RAW DATA section start
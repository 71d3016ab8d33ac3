use std::fs;
use std::path::{Path, PathBuf};
use std::sync::atomic::{AtomicUsize, Ordering};
use std::sync::Arc;

use axum::body::Body;
use axum::http::{header, Request, StatusCode};
use listing_price::serving::{
    load, meta_path_for, prediction_router, ListingRecord, ManifestError, ModelError,
    PredictionService,
};
use serde_json::{json, Value};
use tower::ServiceExt;

const ARTIFACT: &str = r#"{
    "kind": "linear_pipeline",
    "intercept": 60.0,
    "numeric": [
        { "column": "accommodates", "mean": 2.0, "scale": 1.0, "weight": 20.0 },
        { "column": "bedrooms", "mean": 1.0, "scale": 1.0, "weight": 10.0 }
    ],
    "categorical": [
        { "column": "room_type", "levels": { "Entire home/apt": 30.0, "Private room": -10.0 } },
        { "column": "neighbourhood", "levels": { "Mitte": 15.0, "Kreuzberg": 5.0 } }
    ]
}"#;

const FEATURES: [&str; 9] = [
    "room_type",
    "neighbourhood",
    "accommodates",
    "bedrooms",
    "bathrooms_num",
    "minimum_nights",
    "number_of_reviews",
    "reviews_per_month",
    "availability_365",
];

struct ModelDir {
    root: PathBuf,
}

impl ModelDir {
    fn new() -> Self {
        static COUNTER: AtomicUsize = AtomicUsize::new(0);
        let root = std::env::temp_dir().join(format!(
            "listing-price-{}-{}",
            std::process::id(),
            COUNTER.fetch_add(1, Ordering::Relaxed)
        ));
        fs::create_dir_all(&root).expect("temp dir created");
        Self { root }
    }

    fn write(&self, name: &str, contents: &str) -> PathBuf {
        let path = self.root.join(name);
        fs::write(&path, contents).expect("file written");
        path
    }

    fn model_with_meta(&self, meta: &Value) -> (PathBuf, PathBuf) {
        let model_path = self.write("baseline.model.json", ARTIFACT);
        let meta_path = meta_path_for(&model_path);
        fs::write(&meta_path, meta.to_string()).expect("meta written");
        (model_path, meta_path)
    }
}

impl Drop for ModelDir {
    fn drop(&mut self) {
        let _ = fs::remove_dir_all(&self.root);
    }
}

fn listing(neighbourhood: &str) -> ListingRecord {
    ListingRecord {
        room_type: "Entire home/apt".to_string(),
        neighbourhood: neighbourhood.to_string(),
        accommodates: 2,
        bedrooms: 1.0,
        bathrooms_num: 1.0,
        minimum_nights: 2,
        number_of_reviews: 10,
        reviews_per_month: 0.3,
        availability_365: 120,
    }
}

#[test]
fn loads_model_manifest_and_metadata() {
    let dir = ModelDir::new();
    let (model_path, meta_path) = dir.model_with_meta(&json!({
        "features": FEATURES,
        "target": "price",
        "metrics": { "mae": 12.5, "r2": 0.6 },
        "created": "2025-10-01T09:30:00"
    }));

    let context = load(&model_path, &meta_path).expect("context loads");

    assert_eq!(context.feature_order(), FEATURES);
    assert_eq!(context.model_path(), model_path.as_path());
    assert_eq!(
        context.manifest().created.as_deref(),
        Some("2025-10-01T09:30:00")
    );

    let service = PredictionService::new(Arc::new(context));
    assert_eq!(service.predict(&listing("Mitte")).expect("predicts"), 105.0);
    assert_eq!(
        service
            .predict_batch(&[listing("Kreuzberg"), listing("Wedding")])
            .expect("batch predicts"),
        vec![95.0, 90.0]
    );
}

#[test]
fn manifest_without_features_halts_startup() {
    let dir = ModelDir::new();
    let (model_path, meta_path) = dir.model_with_meta(&json!({
        "target": "price",
        "metrics": { "mae": 12.5 }
    }));

    let err = load(&model_path, &meta_path).expect_err("features are mandatory");
    assert!(matches!(err, ManifestError::MissingFeatures { .. }));
    assert!(err.to_string().contains("features"));
}

#[test]
fn manifest_naming_unknown_column_halts_startup() {
    let dir = ModelDir::new();
    let (model_path, meta_path) = dir.model_with_meta(&json!({
        "features": ["room_type", "neighbourhood", "accommodates", "bedrooms", "host_is_superhost"]
    }));

    let err = load(&model_path, &meta_path).expect_err("unknown column");
    assert!(matches!(err, ManifestError::UnknownFeature(name) if name == "host_is_superhost"));
}

#[test]
fn model_column_missing_from_manifest_halts_startup() {
    let dir = ModelDir::new();
    let (model_path, meta_path) = dir.model_with_meta(&json!({
        "features": ["room_type", "neighbourhood", "accommodates"]
    }));

    let err = load(&model_path, &meta_path).expect_err("bedrooms not in manifest");
    assert!(matches!(err, ManifestError::ModelColumnNotInManifest(name) if name == "bedrooms"));
}

#[test]
fn missing_files_are_configuration_errors() {
    let dir = ModelDir::new();
    let missing_model = dir.root.join("absent.model.json");

    let err = load(&missing_model, &meta_path_for(&missing_model)).expect_err("no manifest");
    assert!(matches!(err, ManifestError::Read { .. }));

    let meta_path = dir.write("orphan.meta.json", &json!({ "features": FEATURES }).to_string());
    let err = load(&missing_model, &meta_path).expect_err("no artifact");
    assert!(matches!(err, ManifestError::Model { .. }));
}

#[tokio::test]
async fn model_info_matches_loaded_manifest() {
    let dir = ModelDir::new();
    let (model_path, meta_path) = dir.model_with_meta(&json!({
        "features": FEATURES,
        "metrics": { "rmse": 20.0 }
    }));
    let context = load(&model_path, &meta_path).expect("context loads");
    let app = prediction_router(Arc::new(PredictionService::new(Arc::new(context))));

    let response = app
        .oneshot(
            Request::get("/model_info")
                .body(Body::empty())
                .expect("request builds"),
        )
        .await
        .expect("route executes");

    assert_eq!(response.status(), StatusCode::OK);
    let bytes = axum::body::to_bytes(response.into_body(), usize::MAX)
        .await
        .expect("body readable");
    let payload: Value = serde_json::from_slice(&bytes).expect("json body");
    assert_eq!(payload["features"], json!(FEATURES));
    assert_eq!(payload["metrics"], json!({ "rmse": 20.0 }));
    assert_eq!(payload["created"], Value::Null);
    assert_eq!(payload["model_path"], json!(model_path.display().to_string()));
}

fn shipped_sample() -> PathBuf {
    Path::new(env!("CARGO_MANIFEST_DIR")).join("../../models/sample.model.json")
}

#[tokio::test]
async fn shipped_sample_serves_predictions() {
    let model_path = shipped_sample();
    let context = load(&model_path, &meta_path_for(&model_path)).expect("sample loads");
    let app = prediction_router(Arc::new(PredictionService::new(Arc::new(context))));

    let body = json!({
        "room_type": "Entire home/apt",
        "neighbourhood": "Mitte",
        "accommodates": 2,
        "bedrooms": 1,
        "bathrooms_num": 1.0,
        "minimum_nights": 2,
        "number_of_reviews": 10,
        "reviews_per_month": 0.3,
        "availability_365": 120
    });
    let response = app
        .oneshot(
            Request::post("/predict")
                .header(header::CONTENT_TYPE, "application/json")
                .body(Body::from(body.to_string()))
                .expect("request builds"),
        )
        .await
        .expect("route executes");

    assert_eq!(response.status(), StatusCode::OK);
    let bytes = axum::body::to_bytes(response.into_body(), usize::MAX)
        .await
        .expect("body readable");
    let payload: Value = serde_json::from_slice(&bytes).expect("json body");
    let price = payload["price_eur"].as_f64().expect("numeric price");
    assert!(price > 0.0);
    assert_eq!((price * 100.0).round() / 100.0, price);
}

#[test]
fn shipped_sample_claims_no_validation_metrics() {
    let model_path = shipped_sample();
    let context = load(&model_path, &meta_path_for(&model_path)).expect("sample loads");
    assert!(context.manifest().metrics.is_none());
}

#[test]
fn unsupported_artifact_extension_halts_startup() {
    let dir = ModelDir::new();
    let model_path = dir.write("baseline.joblib", "not a model");
    let meta_path = dir.write(
        "baseline.joblib.meta.json",
        &json!({ "features": FEATURES }).to_string(),
    );

    let err = load(&model_path, &meta_path).expect_err("joblib is not loadable");
    assert!(matches!(
        err,
        ManifestError::Model {
            source: ModelError::UnsupportedFormat(_),
            ..
        }
    ));
}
RAW DATA section end
ACTIVITY:
Whenever the word "payload" turns up in a line of the listing above, copy the line.

OUTPUT OF THE TASK:
    let payload: Value = serde_json::from_slice(&bytes).expect("json body");
    assert_eq!(payload["features"], json!(FEATURES));
    assert_eq!(payload["metrics"], json!({ "rmse": 20.0 }));
    assert_eq!(payload["created"], Value::Null);
    assert_eq!(payload["model_path"], json!(model_path.display().to_string()));
    let payload: Value = serde_json::from_slice(&bytes).expect("json body");
    let price = payload["price_eur"].as_f64().expect("numeric price");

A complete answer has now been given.